All of the Americans who took part in EMO 2001, the huge machine tool fair in Hanover, Germany, will remember it as the show that took place right after the terrorist attacks on September 11. Although the terrible events in the United States did not disrupt the show, they left a mark.
Many would-be attendees from the United States had to cancel their visits because of disruptions in flight schedules. (This year 1,300 U.S. metalworking professionals attended compared to 4,000 in 1997, the most recent year the show was held in Hanover.) Those Americans who had already arrived had to deal with the stress and apprehension that comes from being far away from home when terror and tragedy strike in one's own land.
The day of the attack found the team from Modern Machine Shop scattered in different parts of Europe. Senior Editor Chris Koepfer was en route to Germany from the Czech Republic. Publisher Dan Luciano and company president Rick Kline were in Germany. I was in Switzerland. All of us had the same experience, however. Wherever we were, our overseas hosts shared our shock and pain over the incidents. Their expressions of sympathy and support were heartfelt and genuine.

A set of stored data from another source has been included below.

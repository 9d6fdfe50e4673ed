pub mod health;
pub mod jobs;
pub mod stats;

use axum::{
    routing::{get, patch, post},
    Router,
};

use crate::resumes::handlers as resumes;
use crate::state::AppState;
use crate::tailoring::handlers as tailoring;

pub fn build_router(state: AppState) -> Router {
    Router::new()
        .route("/health", get(health::health_handler))
        .route("/api/v1/stats", get(stats::handle_get_stats))
        // Resume API
        .route(
            "/api/v1/resumes",
            post(resumes::handle_create_resume).get(resumes::handle_list_resumes),
        )
        .route("/api/v1/resumes/master", get(resumes::handle_get_master))
        .route(
            "/api/v1/resumes/:id",
            get(resumes::handle_get_resume).delete(resumes::handle_delete_resume),
        )
        .route("/api/v1/resumes/:id/master", post(resumes::handle_set_master))
        .route(
            "/api/v1/resumes/:id/status",
            patch(resumes::handle_update_status),
        )
        .route(
            "/api/v1/resumes/:id/cover-letter",
            post(tailoring::handle_cover_letter),
        )
        .route("/api/v1/resumes/:id/outreach", post(tailoring::handle_outreach))
        // Job API
        .route("/api/v1/jobs", post(jobs::handle_create_job))
        .route("/api/v1/jobs/:id", get(jobs::handle_get_job))
        // Tailoring API
        .route("/api/v1/tailor/preview", post(tailoring::handle_preview))
        .route("/api/v1/tailor/confirm", post(tailoring::handle_confirm))
        .with_state(state)
}

#[cfg(test)]
mod tests {
    use std::sync::Arc;

    use axum::body::{to_bytes, Body};
    use axum::http::{Method, Request, StatusCode};
    use serde_json::{json, Value};
    use tower::ServiceExt;

    use super::*;
    use crate::config::Config;
    use crate::llm_client::fake::{FakeCompletionClient, Scripted};
    use crate::store::MemoryStore;

    fn app(responses: Vec<Scripted>) -> Router {
        let config = Config {
            database_url: None,
            anthropic_api_key: "test-key".to_string(),
            port: 0,
            rust_log: "info".to_string(),
            default_language: "en".to_string(),
        };
        let state = AppState::new(
            Arc::new(MemoryStore::new()),
            Arc::new(FakeCompletionClient::new(responses)),
            config,
        );
        build_router(state)
    }

    async fn send(
        app: &Router,
        method: Method,
        uri: &str,
        body: Option<Value>,
    ) -> (StatusCode, Value) {
        let mut builder = Request::builder().method(method).uri(uri);
        let body = match body {
            Some(value) => {
                builder = builder.header("content-type", "application/json");
                Body::from(value.to_string())
            }
            None => Body::empty(),
        };
        let response = app
            .clone()
            .oneshot(builder.body(body).unwrap())
            .await
            .unwrap();

        let status = response.status();
        let bytes = to_bytes(response.into_body(), usize::MAX).await.unwrap();
        let value = if bytes.is_empty() {
            Value::Null
        } else {
            serde_json::from_slice(&bytes).unwrap()
        };
        (status, value)
    }

    fn resume_body() -> Value {
        json!({
            "content": "# Ada Lovelace",
            "processed_data": {
                "personalInfo": {"name": "Ada Lovelace", "title": "Software Engineer"},
                "summary": "",
                "workExperience": [{
                    "id": 1,
                    "title": "Engineer",
                    "company": "Analytical Engines",
                    "years": "2019 - Present",
                    "description": ["Built pipelines in Python"]
                }],
                "additional": {"technicalSkills": ["Python"]}
            }
        })
    }

    #[tokio::test]
    async fn test_health() {
        let (status, body) = send(&app(vec![]), Method::GET, "/health", None).await;
        assert_eq!(status, StatusCode::OK);
        assert_eq!(body["status"], "ok");
        assert_eq!(body["service"], "tailor");
    }

    #[tokio::test]
    async fn test_first_resume_becomes_master() {
        let app = app(vec![]);
        let (status, first) = send(&app, Method::POST, "/api/v1/resumes", Some(resume_body())).await;
        assert_eq!(status, StatusCode::CREATED);
        assert_eq!(first["is_master"], true);

        let (_, second) = send(&app, Method::POST, "/api/v1/resumes", Some(resume_body())).await;
        assert_eq!(second["is_master"], false);

        let (status, master) = send(&app, Method::GET, "/api/v1/resumes/master", None).await;
        assert_eq!(status, StatusCode::OK);
        assert_eq!(master["id"], first["id"]);

        let (_, all) = send(&app, Method::GET, "/api/v1/resumes", None).await;
        assert_eq!(all.as_array().unwrap().len(), 2);
    }

    #[tokio::test]
    async fn test_stats_reflect_resumes_and_jobs() {
        let app = app(vec![]);
        let (status, stats) = send(&app, Method::GET, "/api/v1/stats", None).await;
        assert_eq!(status, StatusCode::OK);
        assert_eq!(stats["total_resumes"], 0);
        assert_eq!(stats["has_master_resume"], false);

        send(&app, Method::POST, "/api/v1/resumes", Some(resume_body())).await;
        send(&app, Method::POST, "/api/v1/jobs", Some(json!({"content": "Rust role"}))).await;

        let (_, stats) = send(&app, Method::GET, "/api/v1/stats", None).await;
        assert_eq!(stats["total_resumes"], 1);
        assert_eq!(stats["total_jobs"], 1);
        assert_eq!(stats["total_improvements"], 0);
        assert_eq!(stats["has_master_resume"], true);
    }

    #[tokio::test]
    async fn test_job_labels_are_trimmed_and_bounded() {
        let app = app(vec![]);
        let (status, job) = send(
            &app,
            Method::POST,
            "/api/v1/jobs",
            Some(json!({
                "content": "Platform role",
                "company_name": "  Acme  ",
                "role": "R".repeat(400)
            })),
        )
        .await;
        assert_eq!(status, StatusCode::CREATED);
        assert_eq!(job["company_name"], "Acme");
        assert_eq!(job["role"].as_str().unwrap().len(), 255);
    }

    #[tokio::test]
    async fn test_empty_resume_is_rejected() {
        let (status, body) = send(
            &app(vec![]),
            Method::POST,
            "/api/v1/resumes",
            Some(json!({"content": "   "})),
        )
        .await;
        assert_eq!(status, StatusCode::BAD_REQUEST);
        assert_eq!(body["error"]["code"], "VALIDATION_ERROR");
    }

    #[tokio::test]
    async fn test_set_master_unknown_id_is_not_found() {
        let app = app(vec![]);
        let (_, first) = send(&app, Method::POST, "/api/v1/resumes", Some(resume_body())).await;

        let uri = format!("/api/v1/resumes/{}/master", uuid::Uuid::new_v4());
        let (status, body) = send(&app, Method::POST, &uri, None).await;
        assert_eq!(status, StatusCode::NOT_FOUND);
        assert_eq!(body["error"]["code"], "NOT_FOUND");

        let (_, master) = send(&app, Method::GET, "/api/v1/resumes/master", None).await;
        assert_eq!(master["id"], first["id"]);
    }

    #[tokio::test]
    async fn test_invalid_status_transition_is_conflict() {
        let app = app(vec![]);
        let (_, resume) = send(&app, Method::POST, "/api/v1/resumes", Some(resume_body())).await;
        let uri = format!("/api/v1/resumes/{}/status", resume["id"].as_str().unwrap());

        let (status, _) = send(&app, Method::PATCH, &uri, Some(json!({"status": "ready"}))).await;
        assert_eq!(status, StatusCode::CONFLICT);

        let (status, body) =
            send(&app, Method::PATCH, &uri, Some(json!({"status": "processing"}))).await;
        assert_eq!(status, StatusCode::OK);
        assert_eq!(body["processing_status"], "processing");
    }

    #[tokio::test]
    async fn test_preview_then_confirm() {
        let app = app(vec![
            Scripted::Json(json!({
                "required_skills": ["Python", "Kubernetes"],
                "experience_level": "Senior",
                "years_experience": 5
            })),
            Scripted::Json(json!({
                "personalInfo": {"name": "Ada Lovelace", "title": "Software Engineer"},
                "summary": "Python engineer moving into platform work.",
                "workExperience": [{
                    "id": 1,
                    "title": "Engineer",
                    "company": "Analytical Engines",
                    "years": "2019 - Present",
                    "description": ["Built pipelines in Python"]
                }],
                "additional": {"technicalSkills": ["Python", "Kubernetes"]}
            })),
        ]);

        let (_, resume) = send(&app, Method::POST, "/api/v1/resumes", Some(resume_body())).await;
        let (status, job) = send(
            &app,
            Method::POST,
            "/api/v1/jobs",
            Some(json!({
                "content": "Senior Platform Engineer at Acme. Python and Kubernetes required.",
                "company_name": "Acme",
                "role": "Senior Platform Engineer"
            })),
        )
        .await;
        assert_eq!(status, StatusCode::CREATED);

        let (status, preview) = send(
            &app,
            Method::POST,
            "/api/v1/tailor/preview",
            Some(json!({"resume_id": resume["id"], "job_id": job["id"]})),
        )
        .await;
        assert_eq!(status, StatusCode::OK);
        assert_eq!(preview["stage"], "awaiting_confirmation");
        assert_eq!(preview["diff"]["summary"]["total_changes"], 2);
        assert_eq!(preview["diff"]["summary"]["skills_added"], 1);
        assert_eq!(preview["diff"]["summary"]["high_risk_changes"], 1);
        assert_eq!(preview["diff"]["changes"][0]["field_type"], "summary");
        assert_eq!(preview["diff"]["changes"][0]["change_type"], "added");

        let (status, confirmed) = send(
            &app,
            Method::POST,
            "/api/v1/tailor/confirm",
            Some(json!({
                "resume_id": resume["id"],
                "job_id": job["id"],
                "improved_data": preview["improved"],
                "improvements": preview["suggestions"]
            })),
        )
        .await;
        assert_eq!(status, StatusCode::OK);
        assert_eq!(confirmed["stage"], "confirmed");
        assert_eq!(confirmed["tailored"]["title"], "Senior Platform Engineer @ Acme");
        assert_eq!(confirmed["tailored"]["is_master"], false);

        let uri = format!(
            "/api/v1/resumes/{}",
            confirmed["tailored"]["id"].as_str().unwrap()
        );
        let (status, detail) = send(&app, Method::GET, &uri, None).await;
        assert_eq!(status, StatusCode::OK);
        assert_eq!(detail["resume"]["parent_id"], resume["id"]);
        assert_eq!(detail["improvement"]["improvements"][0]["lineNumber"], 1);

        let (_, job) = send(
            &app,
            Method::GET,
            &format!("/api/v1/jobs/{}", job["id"].as_str().unwrap()),
            None,
        )
        .await;
        assert_eq!(job["job_keywords"]["required_skills"][1], "Kubernetes");
    }

    #[tokio::test]
    async fn test_truncated_improvement_is_unprocessable() {
        let app = app(vec![
            Scripted::Json(json!({"required_skills": ["Go"]})),
            Scripted::Json(json!({"summary": "cut off mid"})),
        ]);
        let (_, resume) = send(&app, Method::POST, "/api/v1/resumes", Some(resume_body())).await;
        let (_, job) = send(
            &app,
            Method::POST,
            "/api/v1/jobs",
            Some(json!({"content": "Go developer"})),
        )
        .await;

        let (status, body) = send(
            &app,
            Method::POST,
            "/api/v1/tailor/preview",
            Some(json!({"resume_id": resume["id"], "job_id": job["id"]})),
        )
        .await;
        assert_eq!(status, StatusCode::UNPROCESSABLE_ENTITY);
        assert!(body["error"]["message"]
            .as_str()
            .unwrap()
            .contains("personalInfo"));
    }

    #[tokio::test]
    async fn test_delete_cascades_to_tailored_children() {
        let app = app(vec![]);
        let (_, resume) = send(&app, Method::POST, "/api/v1/resumes", Some(resume_body())).await;
        let uri = format!("/api/v1/resumes/{}", resume["id"].as_str().unwrap());

        let (status, _) = send(&app, Method::DELETE, &uri, None).await;
        assert_eq!(status, StatusCode::NO_CONTENT);
        let (status, _) = send(&app, Method::DELETE, &uri, None).await;
        assert_eq!(status, StatusCode::NOT_FOUND);
        let (status, _) = send(&app, Method::GET, "/api/v1/resumes/master", None).await;
        assert_eq!(status, StatusCode::NOT_FOUND);
    }

    #[tokio::test]
    async fn test_cover_letter_is_stored_on_resume() {
        let app = app(vec![Scripted::Text("Dear Acme team,".to_string())]);
        let (_, resume) = send(&app, Method::POST, "/api/v1/resumes", Some(resume_body())).await;
        let (_, job) = send(
            &app,
            Method::POST,
            "/api/v1/jobs",
            Some(json!({"content": "Acme is hiring"})),
        )
        .await;
        let id = resume["id"].as_str().unwrap();

        let (status, body) = send(
            &app,
            Method::POST,
            &format!("/api/v1/resumes/{id}/cover-letter"),
            Some(json!({"job_id": job["id"], "language": "es"})),
        )
        .await;
        assert_eq!(status, StatusCode::OK);
        assert_eq!(body["content"], "Dear Acme team,");

        let (_, detail) = send(&app, Method::GET, &format!("/api/v1/resumes/{id}"), None).await;
        assert_eq!(detail["resume"]["cover_letter"], "Dear Acme team,");
    }
}
use chrono::{DateTime, Utc};
use serde::{Deserialize, Serialize};
use sqlx::types::Json;
use sqlx::FromRow;
use uuid::Uuid;

/// One confirmed suggestion, numbered in the order it was shown to the user.
#[derive(Debug, Clone, PartialEq, Serialize, Deserialize)]
pub struct ImprovementItem {
    pub suggestion: String,
    #[serde(rename = "lineNumber")]
    pub line_number: usize,
}

impl ImprovementItem {
    /// Numbers plain suggestion strings from 1.
    pub fn numbered(suggestions: &[String]) -> Vec<ImprovementItem> {
        suggestions
            .iter()
            .enumerate()
            .map(|(i, suggestion)| ImprovementItem {
                suggestion: suggestion.clone(),
                line_number: i + 1,
            })
            .collect()
    }
}

/// Binds an original résumé, its tailored child and the job it was tailored for.
#[derive(Debug, Clone, Serialize, Deserialize, FromRow)]
pub struct ImprovementRow {
    pub id: Uuid,
    pub original_resume_id: Uuid,
    pub tailored_resume_id: Uuid,
    pub job_id: Option<Uuid>,
    pub improvements: Json<Vec<ImprovementItem>>,
    pub created_at: DateTime<Utc>,
}

#[derive(Debug, Clone)]
pub struct NewImprovement {
    pub original_resume_id: Uuid,
    pub tailored_resume_id: Uuid,
    pub job_id: Option<Uuid>,
    pub improvements: Vec<ImprovementItem>,
}

impl NewImprovement {
    pub fn into_row(self) -> ImprovementRow {
        ImprovementRow {
            id: Uuid::new_v4(),
            original_resume_id: self.original_resume_id,
            tailored_resume_id: self.tailored_resume_id,
            job_id: self.job_id,
            improvements: Json(self.improvements),
            created_at: Utc::now(),
        }
    }
}

#[cfg(test)]
mod tests {
    use super::*;

    #[test]
    fn test_numbered_starts_at_one() {
        let items = ImprovementItem::numbered(&["First".to_string(), "Second".to_string()]);
        assert_eq!(items[0].line_number, 1);
        assert_eq!(items[1].line_number, 2);
        assert_eq!(items[1].suggestion, "Second");
    }

    #[test]
    fn test_item_serializes_line_number_in_camel_case() {
        let item = ImprovementItem {
            suggestion: "Add Kubernetes experience".to_string(),
            line_number: 1,
        };
        let value = serde_json::to_value(&item).unwrap();
        assert_eq!(value["lineNumber"], 1);
    }
}
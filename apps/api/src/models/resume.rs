use std::fmt;
use std::str::FromStr;

use chrono::{DateTime, Utc};
use serde::{Deserialize, Serialize};
use serde_json::Value;
use sqlx::FromRow;
use uuid::Uuid;

use crate::models::document::ResumeDocument;

/// Processing lifecycle of a stored résumé.
///
/// `pending → processing → ready`, with `failed` reachable from any non-terminal state.
#[derive(Debug, Clone, Copy, PartialEq, Eq, Serialize, Deserialize)]
#[serde(rename_all = "lowercase")]
pub enum ProcessingStatus {
    Pending,
    Processing,
    Ready,
    Failed,
}

impl ProcessingStatus {
    pub fn as_str(&self) -> &'static str {
        match self {
            ProcessingStatus::Pending => "pending",
            ProcessingStatus::Processing => "processing",
            ProcessingStatus::Ready => "ready",
            ProcessingStatus::Failed => "failed",
        }
    }

    pub fn is_terminal(&self) -> bool {
        matches!(self, ProcessingStatus::Ready | ProcessingStatus::Failed)
    }

    pub fn can_transition_to(&self, next: ProcessingStatus) -> bool {
        use ProcessingStatus::*;
        if self.is_terminal() {
            return false;
        }
        matches!(
            (self, next),
            (Pending, Processing) | (Processing, Ready) | (Pending, Failed) | (Processing, Failed)
        )
    }
}

impl fmt::Display for ProcessingStatus {
    fn fmt(&self, f: &mut fmt::Formatter<'_>) -> fmt::Result {
        f.write_str(self.as_str())
    }
}

impl FromStr for ProcessingStatus {
    type Err = String;

    fn from_str(s: &str) -> Result<Self, Self::Err> {
        match s {
            "pending" => Ok(ProcessingStatus::Pending),
            "processing" => Ok(ProcessingStatus::Processing),
            "ready" => Ok(ProcessingStatus::Ready),
            "failed" => Ok(ProcessingStatus::Failed),
            other => Err(format!("unknown processing status '{other}'")),
        }
    }
}

#[derive(Debug, Clone, Serialize, Deserialize, FromRow)]
pub struct ResumeRow {
    pub id: Uuid,
    pub content: String,
    pub content_type: String,
    pub filename: Option<String>,
    pub is_master: bool,
    pub is_confirmed: bool,
    /// Set on tailored résumés: the original they were derived from.
    pub parent_id: Option<Uuid>,
    pub processed_data: Option<Value>,
    pub processing_status: String,
    pub cover_letter: Option<String>,
    pub outreach_message: Option<String>,
    pub title: Option<String>,
    pub created_at: DateTime<Utc>,
    pub updated_at: DateTime<Utc>,
}

impl ResumeRow {
    /// Unknown status strings are read as `failed` so a corrupt row never blocks recovery.
    pub fn status(&self) -> ProcessingStatus {
        self.processing_status
            .parse()
            .unwrap_or(ProcessingStatus::Failed)
    }

    /// The structured document, if the résumé has been processed.
    pub fn document(&self) -> Option<ResumeDocument> {
        self.processed_data
            .clone()
            .and_then(|value| ResumeDocument::from_value(value).ok())
    }
}

/// Fields supplied when creating a résumé. Master status is decided by the registry.
#[derive(Debug, Clone, Deserialize)]
pub struct NewResume {
    pub content: String,
    #[serde(default = "default_content_type")]
    pub content_type: String,
    #[serde(default)]
    pub filename: Option<String>,
    #[serde(default)]
    pub is_confirmed: bool,
    #[serde(default)]
    pub parent_id: Option<Uuid>,
    #[serde(default)]
    pub processed_data: Option<Value>,
    #[serde(default = "default_status")]
    pub processing_status: ProcessingStatus,
    #[serde(default)]
    pub cover_letter: Option<String>,
    #[serde(default)]
    pub outreach_message: Option<String>,
    #[serde(default)]
    pub title: Option<String>,
}

fn default_content_type() -> String {
    "md".to_string()
}

fn default_status() -> ProcessingStatus {
    ProcessingStatus::Pending
}

impl NewResume {
    pub fn from_content(content: impl Into<String>) -> Self {
        Self {
            content: content.into(),
            content_type: default_content_type(),
            filename: None,
            is_confirmed: false,
            parent_id: None,
            processed_data: None,
            processing_status: default_status(),
            cover_letter: None,
            outreach_message: None,
            title: None,
        }
    }

    pub fn into_row(self, is_master: bool) -> ResumeRow {
        let now = Utc::now();
        ResumeRow {
            id: Uuid::new_v4(),
            content: self.content,
            content_type: self.content_type,
            filename: self.filename,
            is_master,
            is_confirmed: self.is_confirmed,
            parent_id: self.parent_id,
            processed_data: self.processed_data,
            processing_status: self.processing_status.as_str().to_string(),
            cover_letter: self.cover_letter,
            outreach_message: self.outreach_message,
            title: self.title,
            created_at: now,
            updated_at: now,
        }
    }
}

/// Partial update of a résumé. `None` leaves the column untouched.
#[derive(Debug, Clone, Default)]
pub struct ResumeUpdate {
    pub processed_data: Option<Value>,
    pub processing_status: Option<ProcessingStatus>,
    pub cover_letter: Option<String>,
    pub outreach_message: Option<String>,
    pub title: Option<String>,
}

impl ResumeUpdate {
    pub fn apply_to(self, row: &mut ResumeRow) {
        if let Some(data) = self.processed_data {
            row.processed_data = Some(data);
        }
        if let Some(status) = self.processing_status {
            row.processing_status = status.as_str().to_string();
        }
        if let Some(letter) = self.cover_letter {
            row.cover_letter = Some(letter);
        }
        if let Some(message) = self.outreach_message {
            row.outreach_message = Some(message);
        }
        if let Some(title) = self.title {
            row.title = Some(title);
        }
        row.updated_at = Utc::now();
    }
}

#[cfg(test)]
mod tests {
    use super::*;
    use serde_json::json;

    #[test]
    fn test_status_transitions_follow_lifecycle() {
        use ProcessingStatus::*;
        assert!(Pending.can_transition_to(Processing));
        assert!(Processing.can_transition_to(Ready));
        assert!(Pending.can_transition_to(Failed));
        assert!(Processing.can_transition_to(Failed));

        assert!(!Ready.can_transition_to(Failed));
        assert!(!Failed.can_transition_to(Pending));
        assert!(!Pending.can_transition_to(Ready));
        assert!(!Ready.can_transition_to(Processing));
    }

    #[test]
    fn test_terminal_states() {
        assert!(ProcessingStatus::Ready.is_terminal());
        assert!(ProcessingStatus::Failed.is_terminal());
        assert!(!ProcessingStatus::Pending.is_terminal());
    }

    #[test]
    fn test_status_round_trips_through_str() {
        for status in [
            ProcessingStatus::Pending,
            ProcessingStatus::Processing,
            ProcessingStatus::Ready,
            ProcessingStatus::Failed,
        ] {
            assert_eq!(status.as_str().parse::<ProcessingStatus>(), Ok(status));
        }
        assert!("stuck".parse::<ProcessingStatus>().is_err());
    }

    #[test]
    fn test_unknown_status_string_reads_as_failed() {
        let mut row = NewResume::from_content("# Resume").into_row(false);
        row.processing_status = "garbage".to_string();
        assert_eq!(row.status(), ProcessingStatus::Failed);
    }

    #[test]
    fn test_new_resume_defaults_when_deserialized() {
        let new: NewResume = serde_json::from_value(json!({"content": "# CV"})).unwrap();
        assert_eq!(new.content_type, "md");
        assert_eq!(new.processing_status, ProcessingStatus::Pending);
        assert!(new.parent_id.is_none());
    }

    #[test]
    fn test_update_only_touches_provided_fields() {
        let mut row = NewResume::from_content("# CV").into_row(true);
        ResumeUpdate {
            processing_status: Some(ProcessingStatus::Processing),
            ..Default::default()
        }
        .apply_to(&mut row);
        assert_eq!(row.status(), ProcessingStatus::Processing);
        assert!(row.is_master);
        assert!(row.cover_letter.is_none());
    }

    #[test]
    fn test_document_reads_processed_data() {
        let mut new = NewResume::from_content("# CV");
        new.processed_data = Some(json!({"personalInfo": {"name": "Jo"}}));
        let row = new.into_row(false);
        let doc = row.document().unwrap();
        assert_eq!(doc.personal_info.name.as_deref(), Some("Jo"));
    }
}
use axum::Json;
use serde_json::{json, Value};

/// GET /health
/// Returns a simple status object with service version.
pub async fn health_handler() -> Json<Value> {
    Json(json!({
        "status": "ok",
        "version": env!("CARGO_PKG_VERSION"),
        "service": "tailor"
    }))
}
use anyhow::{ensure, Context, Result};

use crate::llm_client::prompts::SUPPORTED_LANGUAGES;

/// Application configuration loaded from environment variables.
/// Fails at startup if required variables are missing.
#[derive(Debug, Clone)]
pub struct Config {
    /// Absent means the in-process store is used (local development, demos).
    pub database_url: Option<String>,
    pub anthropic_api_key: String,
    pub port: u16,
    pub rust_log: String,
    /// Output language for tailored content when a request does not name one.
    pub default_language: String,
}

impl Config {
    pub fn from_env() -> Result<Self> {
        dotenvy::dotenv().ok(); // load .env if present; ignore if missing

        Ok(Config {
            database_url: optional_env("DATABASE_URL"),
            anthropic_api_key: require_env("ANTHROPIC_API_KEY")?,
            port: std::env::var("PORT")
                .unwrap_or_else(|_| "8080".to_string())
                .parse::<u16>()
                .context("PORT must be a valid port number")?,
            rust_log: std::env::var("RUST_LOG").unwrap_or_else(|_| "info".to_string()),
            default_language: default_language(optional_env("DEFAULT_LANGUAGE"))
                .context("DEFAULT_LANGUAGE must be one of en, es, zh, ja")?,
        })
    }
}

fn default_language(value: Option<String>) -> Result<String> {
    let code = value.unwrap_or_else(|| "en".to_string()).to_ascii_lowercase();
    ensure!(
        SUPPORTED_LANGUAGES.contains(&code.as_str()),
        "unsupported language code '{code}'"
    );
    Ok(code)
}

fn require_env(key: &str) -> Result<String> {
    std::env::var(key).with_context(|| format!("Required environment variable '{key}' is not set"))
}

fn optional_env(key: &str) -> Option<String> {
    std::env::var(key)
        .ok()
        .map(|v| v.trim().to_string())
        .filter(|v| !v.is_empty())
}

We all managed to convene for the show in Hanover as planned. There we found a growing sense of solidarity and resolve directed toward America and its citizens. This was evident both in many private comments from individuals and in public expressions such as the minute of silence observed on the second day of the show in memory of the victims. By then, it was clear that the events on September 11 would have repercussions around the world, although the nature and scope of the effects could only be surmised.
There was never a question that the show should proceed as normally as possible. And so it did. Total attendance ultimately hit the 200,000 range as expected. More important, the new products on display showed that metalworking technology is advancing around the world, including in Europe and in Germany in particular. (A broad summary of our observations from the show begins on page 162, but selected highlights will be featured throughout our upcoming issues.)
For the short term, business conditions will be rocky in many parts of the world. For the long term, a spirit of optimism and good will must prevail. There can be no retreat from the commitment to improving quality, boosting efficiency and reducing costs. In this, nothing has changed.